Lyra fuhr fort: »Für den Anfang wird es aber reichen, das Wildschwein zu finden.«
Nightmane machte es ihrer Mutter nach. Beim ersten Versuch geschah nichts. Beim zweiten zeigten sich schon erste vage Konturen, die immer mehr an Substanz gewannen, bis sich die Aurafährte völlig zeigte.
»Ich habs geschafft!«, freute sie sich riesig über ihren kleinen Erfolg.
»Gut und nun hinterher.«
Nightmane folgte der Fährte des Schweins in den Wald, die um Steine, unter Baumstämmen durch und gelegentlich im Kreis führte. So kamen sie zu einem Bach an dem viele Tiere ihren Durst löschten, entsprechend viele Fährten leuchteten hier im Schein des Zaubers auf, von Rehen, Luchsen, Vögeln und vielen anderen Waldbewohnern. Auf der Suche nach der des Wildschweins bewegte Nightmane den Zauber langsam über das Gelände wie ein Suchlicht. Dabei streifte sie einen Busch in dessen Zweigen eine große schwarze Feder hing, die im Zauberschein glitzerte.
Schnell schwenkte sie zurück zur Feder, deren Aura sich in einer Spirale in die Luft hob. »Äh, soll das so glitzern?«
Etwas verwundert sah sich Lyra die Aurafährte nun selbst an.
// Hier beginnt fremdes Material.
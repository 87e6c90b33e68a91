//! Field normalizers and validators for record input.
//!
//! Everything here is pure. Normalizers run on every keystroke so the field
//! never holds characters the grammar could not accept; validators run both
//! live and once more at submit time against the current values.

use std::fmt;

use shared::domain::UserDraft;
use thiserror::Error;

pub const MOBILE_DIGITS: usize = 10;

/// Lower-cases, drops anything that is not an ASCII letter or whitespace, then
/// capitalizes the first letter of each whitespace-separated token.
pub fn normalize_name(raw: &str) -> String {
    let mut normalized = String::with_capacity(raw.len());
    let mut at_token_start = true;

    for ch in raw.chars().flat_map(char::to_lowercase) {
        if ch.is_whitespace() {
            normalized.push(ch);
            at_token_start = true;
        } else if ch.is_ascii_alphabetic() {
            if at_token_start {
                normalized.push(ch.to_ascii_uppercase());
                at_token_start = false;
            } else {
                normalized.push(ch);
            }
        }
    }

    normalized
}

/// Exactly two tokens, each one uppercase letter followed by one or more
/// lowercase letters, separated by a single space.
pub fn is_valid_name(name: &str) -> bool {
    let Some((first, last)) = name.split_once(' ') else {
        return false;
    };
    is_capitalized_word(first) && is_capitalized_word(last)
}

fn is_capitalized_word(word: &str) -> bool {
    let mut chars = word.chars();
    let Some(head) = chars.next() else {
        return false;
    };
    let tail = chars.as_str();
    head.is_ascii_uppercase() && !tail.is_empty() && tail.chars().all(|c| c.is_ascii_lowercase())
}

/// Keeps decimal digits only, truncated to the first ten.
pub fn normalize_mobile(raw: &str) -> String {
    raw.chars()
        .filter(char::is_ascii_digit)
        .take(MOBILE_DIGITS)
        .collect()
}

pub fn is_valid_mobile(mobile: &str) -> bool {
    mobile.len() == MOBILE_DIGITS && mobile.chars().all(|c| c.is_ascii_digit())
}

/// Email policy is presence only; no structural check is applied.
pub fn is_valid_email(email: &str) -> bool {
    !email.trim().is_empty()
}

#[derive(Debug, Clone, Copy, PartialEq, Eq, Hash)]
pub enum Field {
    Name,
    Email,
    Mobile,
}

impl fmt::Display for Field {
    fn fmt(&self, f: &mut fmt::Formatter<'_>) -> fmt::Result {
        f.write_str(match self {
            Field::Name => "name",
            Field::Email => "email",
            Field::Mobile => "mobile",
        })
    }
}

#[derive(Debug, Clone, Copy, PartialEq, Eq, Error)]
pub enum FieldError {
    #[error("required")]
    Empty,
    #[error("malformed")]
    Malformed,
}

impl FieldError {
    /// Operator-facing explanation for a failing field.
    pub fn message(self, field: Field) -> &'static str {
        match (field, self) {
            (Field::Name, FieldError::Empty) => "Please enter a name",
            (Field::Name, FieldError::Malformed) => {
                "Please enter a valid name in the format: First Last"
            }
            (Field::Email, _) => "Please enter an email address",
            (Field::Mobile, FieldError::Empty) => "Please enter a mobile number",
            (Field::Mobile, FieldError::Malformed) => "Mobile number must be exactly 10 digits",
        }
    }
}

pub fn name_error(name: &str) -> Option<FieldError> {
    if name.trim().is_empty() {
        Some(FieldError::Empty)
    } else if !is_valid_name(name) {
        Some(FieldError::Malformed)
    } else {
        None
    }
}

pub fn email_error(email: &str) -> Option<FieldError> {
    (!is_valid_email(email)).then_some(FieldError::Empty)
}

pub fn mobile_error(mobile: &str) -> Option<FieldError> {
    if mobile.trim().is_empty() {
        Some(FieldError::Empty)
    } else if !is_valid_mobile(mobile) {
        Some(FieldError::Malformed)
    } else {
        None
    }
}

/// Per-field failure reasons from a submit-time check.
#[derive(Debug, Clone, Copy, Default, PartialEq, Eq, Error)]
#[error("invalid user input: {}", self.summary())]
pub struct FieldErrors {
    pub name: Option<FieldError>,
    pub email: Option<FieldError>,
    pub mobile: Option<FieldError>,
}

impl FieldErrors {
    pub fn is_empty(&self) -> bool {
        self.name.is_none() && self.email.is_none() && self.mobile.is_none()
    }

    pub fn get(&self, field: Field) -> Option<FieldError> {
        match field {
            Field::Name => self.name,
            Field::Email => self.email,
            Field::Mobile => self.mobile,
        }
    }

    pub fn iter(&self) -> impl Iterator<Item = (Field, FieldError)> + '_ {
        [Field::Name, Field::Email, Field::Mobile]
            .into_iter()
            .filter_map(|field| self.get(field).map(|error| (field, error)))
    }

    fn summary(&self) -> String {
        self.iter()
            .map(|(field, error)| format!("{field} {error}"))
            .collect::<Vec<_>>()
            .join(", ")
    }
}

/// Recomputes every predicate against the current values. The draft is only
/// produced when all three fields pass.
pub fn validate_draft(name: &str, email: &str, mobile: &str) -> Result<UserDraft, FieldErrors> {
    let errors = FieldErrors {
        name: name_error(name),
        email: email_error(email),
        mobile: mobile_error(mobile),
    };

    if !errors.is_empty() {
        return Err(errors);
    }

    Ok(UserDraft {
        name: name.to_string(),
        email: email.to_string(),
        mobile: mobile.to_string(),
    })
}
Sie war wirklich anders als alle anderen hier. Sie hatte ein silbernes Glitzern, wie Sterne, die durch Wolkenschleier funkelten.
Mit einem Mal erschrak Lyra zutiefst. Zu Nightmanes Überraschung stürmte ihre Mutter zu der Feder und schnupperte ausgiebig daran.
»Kein Zweifel.« Mit einem Ausdruck aus Staunen, Erleichterung und überwältigender Freude wandte sich Lyra zu Nightmane. »Diese Feder ist von Nightwing, deinem Vater. Er lebt!«
»Wirklich?« Nightmane konnte es kaum fassen.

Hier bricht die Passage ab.